The Postmodern era: Did it happen? There seems to be some struggle to identify the novelty of postmodernity here, but I would suggest it is to be found in an area which seems to be relatively neglected so far in this thread - aesthetics. Pace Jameson, you have a few standout features: the prevalence of pastiche as an aesthetic form, the preponderance of irony, the increasing indiscernibility of 'high' and 'low' culture, the weakening of 'historicity' (the inability to locate ourselves in an arc of time, you simply get dislocated and fragmented temporal repetition), the 'waning of affect' (a 'flatness' of emotional tonality, where nothing surprises anymore, and everything is approached with ironic detachment), the suspicion of 'depth' and the valorisation of 'surfaces' in our aesthetic topographies, etc, etc
Taken in this way and as a set of feature relating to the sensibilities with which we apprehend the world, I'd say it's hard to deny that postmodernity - at least taken as a tendency or set of tendencies - has definitely had its time. The issue of the 'waning of affect' is one of the more questionable theses, and it's arguable that there's been a heightening of affective importance in recent times, but otherwise the rest of the list is pretty on point I'd say. On the other hand, there is the consideration of just how euro or Anglo-centric the notion is. Like, how much of this characterizes the sensibility present in Asia, Africa, or South America for instance? Is postmodernity a phenomenon more specific to the global north? I suspect so.

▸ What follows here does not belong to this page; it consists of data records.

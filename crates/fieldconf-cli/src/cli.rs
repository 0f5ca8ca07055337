//! Command-line interface argument parsing and definitions
//!
//! This module defines the CLI structure using clap's derive API.

use clap::{Parser, Subcommand, ValueEnum};
use is_terminal::IsTerminal;
use std::path::PathBuf;

/// Fieldconf CLI - process field configuration overrides
///
/// Turns raw override requests (JSON or YAML) into typed field config values,
/// resolving `&&(name)` tokens against the data in the request context.
#[derive(Parser, Debug)]
#[command(
    name = "fieldconf",
    version,
    author,
    about,
    long_about = None,
    propagate_version = true,
    arg_required_else_help = true
)]
pub struct Cli {
    /// Enable verbose output (can be used multiple times for increased verbosity)
    #[arg(short, long, action = clap::ArgAction::Count, global = true)]
    pub verbose: u8,

    /// Suppress all non-essential output
    #[arg(short, long, global = true, conflicts_with = "verbose")]
    pub quiet: bool,

    /// Path to configuration file
    #[arg(short, long, global = true, env = "FIELDCONF_CONFIG")]
    pub config: Option<PathBuf>,

    /// Output format for results (defaults to the configured format)
    #[arg(short, long, value_enum, global = true)]
    pub output: Option<OutputFormat>,

    /// Disable colored output
    #[arg(long, global = true)]
    pub no_color: bool,

    /// The subcommand to run
    #[command(subcommand)]
    pub command: Commands,
}

/// Available subcommands
#[derive(Subcommand, Debug)]
pub enum Commands {
    /// Process an override request and print the typed value
    Process(ProcessArgs),

    /// Process an override request and report structural problems
    Validate(ValidateArgs),

    /// List the field config kinds and whether each has a processor
    Kinds,

    /// Manage configuration files and settings
    Config(ConfigArgs),

    /// Generate shell completions for the specified shell
    Completions(CompletionsArgs),
}

/// Arguments for the process command
#[derive(Parser, Debug)]
pub struct ProcessArgs {
    /// Path to the override request file (JSON or YAML)
    #[arg(value_name = "REQUEST_FILE")]
    pub request_file: PathBuf,

    /// Fail on the first structural error in the processed value
    #[arg(long, conflicts_with = "warn")]
    pub strict: bool,

    /// Log structural problems but still print the value
    #[arg(long)]
    pub warn: bool,

    /// Skip template variable expansion for string overrides
    #[arg(long)]
    pub no_vars: bool,

    /// Print the validation report along with the value
    #[arg(long)]
    pub show_report: bool,
}

/// Arguments for the validate command
#[derive(Parser, Debug)]
pub struct ValidateArgs {
    /// Path to the override request file (JSON or YAML)
    #[arg(value_name = "REQUEST_FILE")]
    pub request_file: PathBuf,

    /// Treat warnings as failures
    #[arg(long)]
    pub deny_warnings: bool,
}

/// Arguments for the config command
#[derive(Parser, Debug)]
pub struct ConfigArgs {
    #[command(subcommand)]
    pub action: ConfigAction,
}

/// Configuration management actions
#[derive(Subcommand, Debug)]
pub enum ConfigAction {
    /// Write a default project configuration file
    Init(ConfigInitArgs),

    /// Show the effective configuration
    Show(ConfigShowArgs),
}

/// Arguments for config init
#[derive(Parser, Debug)]
pub struct ConfigInitArgs {
    /// Where to write the file
    #[arg(long, default_value = ".fieldconf.toml")]
    pub path: PathBuf,

    /// Force overwrite existing config files
    #[arg(long)]
    pub force: bool,
}

/// Arguments for config show
#[derive(Parser, Debug)]
pub struct ConfigShowArgs {
    /// Show configuration in specified format
    #[arg(short, long, value_enum, default_value = "toml")]
    pub format: ConfigFormat,
}

/// Configuration file formats
#[derive(Copy, Clone, Debug, PartialEq, Eq, ValueEnum)]
pub enum ConfigFormat {
    /// TOML format
    Toml,
    /// JSON format
    Json,
    /// YAML format
    Yaml,
}

/// Arguments for generating shell completions
#[derive(Parser, Debug)]
pub struct CompletionsArgs {
    /// Shell to generate completions for
    #[arg(value_enum)]
    pub shell: Shell,
}

/// Output format options
#[derive(Copy, Clone, Debug, PartialEq, Eq, ValueEnum)]
pub enum OutputFormat {
    /// Human-readable formatted output
    Human,
    /// JSON output
    Json,
    /// YAML output
    Yaml,
    /// Pretty-printed JSON output
    JsonPretty,
}

impl OutputFormat {
    /// Parse the format name used in config files
    pub fn from_config(name: &str) -> Option<Self> {
        match name.to_ascii_lowercase().as_str() {
            "human" => Some(Self::Human),
            "json" => Some(Self::Json),
            "yaml" | "yml" => Some(Self::Yaml),
            "json-pretty" | "json_pretty" => Some(Self::JsonPretty),
            _ => None,
        }
    }
}

/// Supported shells for completion generation
#[derive(Copy, Clone, Debug, PartialEq, Eq, ValueEnum)]
pub enum Shell {
    /// Bash shell
    Bash,
    /// Zsh shell
    Zsh,
    /// Fish shell
    Fish,
    /// PowerShell
    PowerShell,
    /// Elvish shell
    Elvish,
}

impl Cli {
    /// Parse command-line arguments
    pub fn parse_args() -> Self {
        Self::parse()
    }

    /// Get the effective verbosity level (considering quiet flag)
    pub fn verbosity_level(&self) -> u8 {
        if self.quiet {
            0
        } else {
            self.verbose
        }
    }

    /// Check if colored output should be used
    pub fn use_color(&self) -> bool {
        !self.no_color && std::io::stdout().is_terminal()
    }
}

impl ProcessArgs {
    /// Validation mode requested on the command line, if any
    pub fn validation_mode(&self) -> Option<fieldconf_core::ValidationMode> {
        if self.strict {
            Some(fieldconf_core::ValidationMode::Strict)
        } else if self.warn {
            Some(fieldconf_core::ValidationMode::Warn)
        } else {
            None
        }
    }
}

impl Shell {
    /// Convert to clap_complete shell type
    pub fn to_clap_shell(self) -> clap_complete::Shell {
        match self {
            Shell::Bash => clap_complete::Shell::Bash,
            Shell::Zsh => clap_complete::Shell::Zsh,
            Shell::Fish => clap_complete::Shell::Fish,
            Shell::PowerShell => clap_complete::Shell::PowerShell,
            Shell::Elvish => clap_complete::Shell::Elvish,
        }
    }
}
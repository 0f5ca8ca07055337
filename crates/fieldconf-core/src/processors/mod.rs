//! Override processor registry
//!
//! A closed table of processors, one per field config kind, each converting
//! a raw override value into its canonical typed form given a context.
//!
//! # Module Organization
//!
//! - [`types`] - Kinds, typed settings, output values, untyped requests
//! - [`built_in`] - The processor function for each kind
//! - [`pipeline`] - Dispatch by kind plus the optional validation stage
//! - [`builder`] - Capability injection for pipelines
//!
//! # Examples
//!
//! ```
//! use fieldconf_core::processors::{OverridePipeline, ProcessorSettings, FieldConfigKind, FieldConfigValue};
//! use fieldconf_core::OverrideContext;
//! use serde_json::json;
//!
//! let pipeline = OverridePipeline::new();
//! let settings = ProcessorSettings::default_for(FieldConfigKind::Number);
//! let value = pipeline.process(Some(&json!("3.14")), &OverrideContext::default(), &settings);
//! assert_eq!(value, FieldConfigValue::Number(3.14));
//! ```
//!
//! Copyright (c) 2025 Fieldconf Team
//! Licensed under the Apache-2.0 license

pub mod types;

pub mod built_in;

pub mod pipeline;

pub mod builder;

#[cfg(test)]
mod tests;

pub use types::{
    BooleanFieldConfigSettings, ColorFieldConfigSettings, DataLinksFieldConfigSettings,
    FieldConfigKind, FieldConfigValue, IdentityFieldConfigSettings, NumberFieldConfigSettings,
    OptionsLoader, OverrideRequest, ProcessorSettings, SelectFieldConfigSettings,
    StringFieldConfigSettings, ThresholdsFieldConfigSettings, UnitFieldConfigSettings,
    ValueMappingFieldConfigSettings,
};

pub use pipeline::{OverridePipeline, ProcessedOverride};
pub use builder::OverridePipelineBuilder;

That all said, of all the features involved, my own winner for the most significant one is the waning of historicity. This goes hand in hand with the basic neoliberal premise that 'there is no alternative' (TINA) and the notion of "capitalist realism" - that there is no real future. That's been disrupted somewhat by the slow rot of the American empire and the rise of a new bi or tri polarity on the global scale (China-US-Russia), but even then you get this feeling that at stake is the rise of a new hegemon which only a few tweaks here and there (slightly less liberal, still capitalist as all hell). That we seem to be unable to locate ourselves in time (and space too!), is a big one. Jameson calls it an inability to engage in 'cognitive mapping'. More and more I find Benjamin's reflection on history to be more pertinent than ever:
"A Klee painting named ‘Angelus Novus’ shows an angel looking as though he is about to move away from something he is fixedly contemplating. His eyes are staring, his mouth is open, his wings are spread. This is how one pictures the angel of history. His face is turned toward the past. Where we perceive a chain of events, he sees one single catastrophe which keeps piling wreckage and hurls it in front of his feet. The angel would like to stay, awaken the dead, and make whole what has been smashed. But a storm is blowing in from Paradise; it has got caught in his wings with such a violence that the angel can no longer close them. The storm irresistibly propels him into the future to which his back is turned, while the pile of debris before him grows skyward. This storm is what we call progress" (Thesis IX, Theses on the Philosophy of History).